Moreover, the following material was melt | dissolved at 100 r / min with the propeller-type stirring apparatus, and the solution was prepared.
Styrene 70.0 parts n-Butyl acrylate 30.0 parts Divinylbenzene 0.15 parts Polyester resin 23 3.0 parts (Mw = 14000, Tg = 72 ° C., acid value = 18.0 mgKOH / g, acid value C = 136) .8mgKOH / g)
Styrene polar resin 1:
Styrene-methacrylic acid-methyl methacrylate copolymer 12.0 parts (Mp = 12000, Mw = 15000, Tg = 92 ° C., acid value A = 15.0 mgKOH / g, acid value B = 76.0 mgKOH / g)

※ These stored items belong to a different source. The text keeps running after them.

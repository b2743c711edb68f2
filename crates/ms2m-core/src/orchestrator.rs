//! ---
//! ms2m_section: "01-core-functionality"
//! ms2m_subsection: "module"
//! ms2m_type: "source"
//! ms2m_scope: "code"
//! ms2m_description: "Migration phase state machine executing one phase per step."
//! ms2m_version: "v0.0.0-prealpha"
//! ms2m_owner: "tbd"
//! ---
//! The orchestrator is a function from the persisted record to the next
//! status plus a scheduling directive. It never writes to the store itself.
//!
//! Each handler checks for work already done before acting, because the same
//! step can run more than once for one transition.

use std::sync::Arc;
use std::time::Duration;

use chrono::{DateTime, Utc};
use ms2m_api::{MigrationStrategy, Phase, ReplayProgress, StatefulMigration, StatefulMigrationStatus};
use ms2m_checkpoint::checkpoint_image_tag;
use ms2m_common::{OrCancelExt, OrchestratorConfig, TransferConfig, TransferMode};
use ms2m_replay::{ReplayCoordinator, ReplayDecision};
use ms2m_transport::Destination;
use tokio_util::sync::CancellationToken;
use tracing::{debug, info, warn};

use crate::clock::Clock;
use crate::collaborators::{
    ArtifactShipper, CheckpointApi, ClusterInspector, ShipmentRequest, ShipmentState,
    TargetSpec, TargetState, WorkloadRuntime,
};
use crate::error::{ErrorClass, MigrationError, Result};

const STATEFULSET_KIND: &str = "StatefulSet";

/// What the caller should do after applying a step's status.
#[derive(Debug, Clone, Copy, PartialEq, Eq)]
pub enum Requeue {
    Never,
    Immediately,
    After(Duration),
}

#[derive(Debug, Clone, PartialEq)]
pub struct StepOutcome {
    pub status: StatefulMigrationStatus,
    pub requeue: Requeue,
    /// Set when this step moved the migration to `Failed`.
    pub failure: Option<ErrorClass>,
}

impl StepOutcome {
    fn idle(status: StatefulMigrationStatus) -> Self {
        Self {
            status,
            requeue: Requeue::Never,
            failure: None,
        }
    }
}

/// External capabilities the state machine drives.
#[derive(Clone)]
pub struct Collaborators {
    pub checkpoint: Arc<dyn CheckpointApi>,
    pub inspector: Arc<dyn ClusterInspector>,
    pub runtime: Arc<dyn WorkloadRuntime>,
    pub shipper: Arc<dyn ArtifactShipper>,
    pub replay: ReplayCoordinator,
    pub clock: Arc<dyn Clock>,
}

#[derive(Clone)]
pub struct MigrationOrchestrator {
    deps: Collaborators,
    requeue_delay: Duration,
    target_suffix: String,
    transfer: TransferConfig,
}

impl std::fmt::Debug for MigrationOrchestrator {
    fn fmt(&self, f: &mut std::fmt::Formatter<'_>) -> std::fmt::Result {
        f.debug_struct("MigrationOrchestrator")
            .field("requeue_delay", &self.requeue_delay)
            .field("target_suffix", &self.target_suffix)
            .field("transfer_mode", &self.transfer.mode)
            .finish_non_exhaustive()
    }
}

Next, carbon black Nipex 35 (manufactured by Degussa) 7.0 parts charge control agent (TN105: manufactured by Hodogaya Chemical Co., Ltd.) 1.0 part wax HNP-10 (melting point 75 ° C .: manufactured by Nippon Seiki Co., Ltd.) After 10.0 parts were added, the mixture was heated to a temperature of 60 ° C., and then stirred and dissolved and dispersed at 9,000 r / min with a TK homomixer (manufactured by Tokushu Kika Kogyo Co., Ltd.).

  In this, 10.0 parts of a polymerization initiator 2,2'-azobis (2,4-dimethylvaleronitrile) was dissolved to prepare a polymerizable monomer composition. The polymerizable monomer composition was put into the aqueous medium and stirred at 60 ° C. using a TK homomixer at 10,000 r / min for 30 minutes for granulation.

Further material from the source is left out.